Switchable Dual-Voltage (3.3v/5v) Hacduino

Picture of Switchable Dual-Voltage (3.3v/5v) Hacduino
This is my second version of a Hackduino. I built the first one on
a Radio Shack PC board (solderable breadboard) with a triple-pad IC
layout. It turned out to be, essentially, an Arduino Duemilanove clone,
complete with headers for plugging in shields. The result was more than
satisfactory, but I needed a denser parts layout this time.
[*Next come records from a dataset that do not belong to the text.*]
//! # Stock Repository
//!
//! The stock ledger. `stock_movements` is the source of truth;
//! `products.quantity` is a cached counter kept in step with it.
//!
//! ## Compare-and-Set Update
//! ```text
//! ┌─────────────────────────────────────────────────────────────────────────┐
//! │                    Stock Update Strategy                                │
//! │                                                                         │
//! │  1. Read quantity fresh (same transaction)          previous = 3        │
//! │  2. fade_core::stock computes the change            new = 3 − 2 = 1     │
//! │  3. INSERT stock_movements (previous, delta, new)                       │
//! │  4. UPDATE products SET quantity = new                                  │
//! │        WHERE id = ? AND quantity = previous                             │
//! │                                                                         │
//! │  0 rows updated → someone else moved the stock in between:             │
//! │  StaleWrite, the whole transaction rolls back.                          │
//! └─────────────────────────────────────────────────────────────────────────┘
//! ```

use chrono::Utc;
use serde::Serialize;
use sqlx::{SqliteConnection, SqlitePool};
use tracing::{debug, info, warn};

use crate::error::{DbError, DbResult, ServiceError, ServiceResult};
use crate::repository::catalog::find_product;
use crate::repository::new_id;
use fade_core::stock::{apply_adjustment, apply_sale, replay, StockChange, StockReplay};
use fade_core::{StockMovement, StockMovementKind};

const COLUMNS: &str = "id, organization_id, product_id, kind, quantity, previous_quantity, \
                       new_quantity, payment_id, reason, created_at";

/// Ledger check of one product.
#[derive(Debug, Clone, Copy, PartialEq, Eq, Serialize)]
pub struct StockVerification {
    pub cached_quantity: i64,
    pub ledger: StockReplay,
}

impl StockVerification {
    pub fn is_consistent(&self) -> bool {
        self.ledger.matches(self.cached_quantity)
    }
}

/// Repository for the stock ledger.
#[derive(Debug, Clone)]
pub struct StockRepository {
    pool: SqlitePool,
}

impl StockRepository {
    pub fn new(pool: SqlitePool) -> Self {
        StockRepository { pool }
    }

    /// Movements of a product, oldest first.
    pub async fn movements(&self, product_id: &str) -> DbResult<Vec<StockMovement>> {
        let sql = format!(
            "SELECT {COLUMNS} FROM stock_movements
             WHERE product_id = ?1
             ORDER BY julianday(created_at), rowid"
        );
        let movements = sqlx::query_as::<_, StockMovement>(&sql)
            .bind(product_id)
            .fetch_all(&self.pool)
            .await?;
        Ok(movements)
    }

    /// Quantity obtained by replaying the ledger.
    pub async fn ledger_quantity(&self, product_id: &str) -> DbResult<i64> {
        let movements = self.movements(product_id).await?;
        Ok(replay(&movements).quantity)
    }

    /// Compares the cached `products.quantity` with the ledger replay.
    pub async fn verify(&self, organization_id: &str, product_id: &str) -> DbResult<StockVerification> {
        let product = {
            let mut conn = self.pool.acquire().await?;
            find_product(&mut conn, organization_id, product_id)
                .await?
                .ok_or_else(|| DbError::not_found("Product", product_id))?
        };

        let movements = self.movements(product_id).await?;
        let verification = StockVerification {
            cached_quantity: product.quantity,
            ledger: replay(&movements),
        };

        if !verification.is_consistent() {
            warn!(
                product_id = %product_id,
                cached = verification.cached_quantity,
                ledger = verification.ledger.quantity,
                broken_links = verification.ledger.broken_links,
                "Stock ledger mismatch"
            );
        }

        Ok(verification)
    }

    /// Applies a manual stock change (`purchase`, `adjustment`, `return`).
    ///
    /// ## Errors
    /// * `Core(InsufficientStock)` - The shelf would go below zero
    /// * `StaleWrite` - The quantity changed concurrently
    pub async fn adjust(
        &self,
        organization_id: &str,
        product_id: &str,
        kind: StockMovementKind,
        delta: i64,
        reason: Option<&str>,
    ) -> ServiceResult<StockMovement> {
        let mut tx = self.pool.begin().await?;

        let product = find_product(&mut tx, organization_id, product_id)
            .await?
            .ok_or_else(|| DbError::not_found("Product", product_id))?;

        let change = apply_adjustment(&product.name, kind, product.quantity, delta)?;
        let movement = insert_movement(&mut tx, organization_id, product_id, &change, None, reason).await?;
        compare_and_set(&mut tx, product_id, &change).await?;

        tx.commit().await?;

        info!(
            product_id = %product_id,
            kind = %kind,
            previous = change.previous,
            new = change.new,
            "Stock adjusted"
        );
        Ok(movement)
    }
}

/// Appends a movement row for `change`.
pub(crate) async fn insert_movement(
    conn: &mut SqliteConnection,
    organization_id: &str,
    product_id: &str,
    change: &StockChange,
    payment_id: Option<&str>,
    reason: Option<&str>,
) -> DbResult<StockMovement> {
    let movement = StockMovement {
        id: new_id(),
        organization_id: organization_id.to_string(),
        product_id: product_id.to_string(),
        kind: change.kind,
        quantity: change.delta,
        previous_quantity: change.previous,
        new_quantity: change.new,
        payment_id: payment_id.map(str::to_string),
        reason: reason.map(str::to_string),
        created_at: Utc::now(),
    };

    sqlx::query(
        "INSERT INTO stock_movements (id, organization_id, product_id, kind, quantity,
                                      previous_quantity, new_quantity, payment_id, reason, created_at)
         VALUES (?1, ?2, ?3, ?4, ?5, ?6, ?7, ?8, ?9, ?10)",
    )
    .bind(&movement.id)
    .bind(&movement.organization_id)
    .bind(&movement.product_id)
    .bind(movement.kind)
    .bind(movement.quantity)
    .bind(movement.previous_quantity)
    .bind(movement.new_quantity)
    .bind(&movement.payment_id)
    .bind(&movement.reason)
    .bind(movement.created_at)
    .execute(&mut *conn)
    .await?;

    Ok(movement)
}

/// Moves the cached counter from `change.previous` to `change.new`.
async fn compare_and_set(conn: &mut SqliteConnection, product_id: &str, change: &StockChange) -> ServiceResult<()> {
    let result = sqlx::query(
        "UPDATE products SET quantity = ?1, updated_at = ?2
         WHERE id = ?3 AND quantity = ?4",
    )
    .bind(change.new)
    .bind(Utc::now())
    .bind(product_id)
    .bind(change.previous)
    .execute(&mut *conn)
    .await?;

    if result.rows_affected() == 0 {
        return Err(ServiceError::stale("Product", product_id));
    }
    Ok(())
}

/// Deducts `sold` units for a settled payment.
///
/// The quantity is read fresh on `conn`, never taken from the cart snapshot.
pub(crate) async fn record_sale(
    conn: &mut SqliteConnection,
    organization_id: &str,
    product_id: &str,
    sold: i64,
    payment_id: &str,
) -> ServiceResult<StockMovement> {
    let product = find_product(conn, organization_id, product_id)
        .await?
        .ok_or_else(|| DbError::not_found("Product", product_id))?;

    let change = apply_sale(&product.name, product.quantity, sold)?;

    debug!(product_id = %product_id, previous = change.previous, new = change.new, "Recording sale");

    let movement = insert_movement(conn, organization_id, product_id, &change, Some(payment_id), None).await?;
    compare_and_set(conn, product_id, &change).await?;

    Ok(movement)
}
I wanted a Hackduino that would run at 3.3 volts (but retaining 5 volt compatibility),
which would permit direct interfacing with 3.3v sensors and peripherals
(and with a Raspberry Pi!) without having to use level shifters.
It would be also be nice to have an on-board plug-in socket for a Nokia 5110 display,
since that (allegedly) runs on 3.3v. Headers for shields were superfluous because I
already had laying around quite a number of factory-built Arduinos that
would serve that purpose. Result: a tailor-made special purpose Hackduino.
Let's call it a Hacduino.

I build this one on a stripboard and that proved to be more suitable
than a solderable breadboard for a dense and efficient parts layout.
It's especially useful when there are terminal points with multiple
connections.


Features of the Mark II Hacduino:
  1. On/off power switch
  2. Switchable between 3.3v and 5v to the Vcc buss (& voltage indicator?)
  3. D13 LED can be enabled/disabled by a jumper
  4. Wired on-board socket for a Nokia 5110 monochrome display
  5. Uses standard (cheap) hole-through ATMega328 chip
  6. Highly customizable -- can optionally add extra header strips for power and I/O.


Warning:

An ATMega 328 powered at 3.3 volts with a 16 MHz clock is running out
of spec. Effectively, it is overclocked. I have not had any problems with
this, but I certainly would not run an overclocked CPU on mission critical
projects, such as controlling industrial machinery or even home automation.
For hobby purposes, it should be just fine, though.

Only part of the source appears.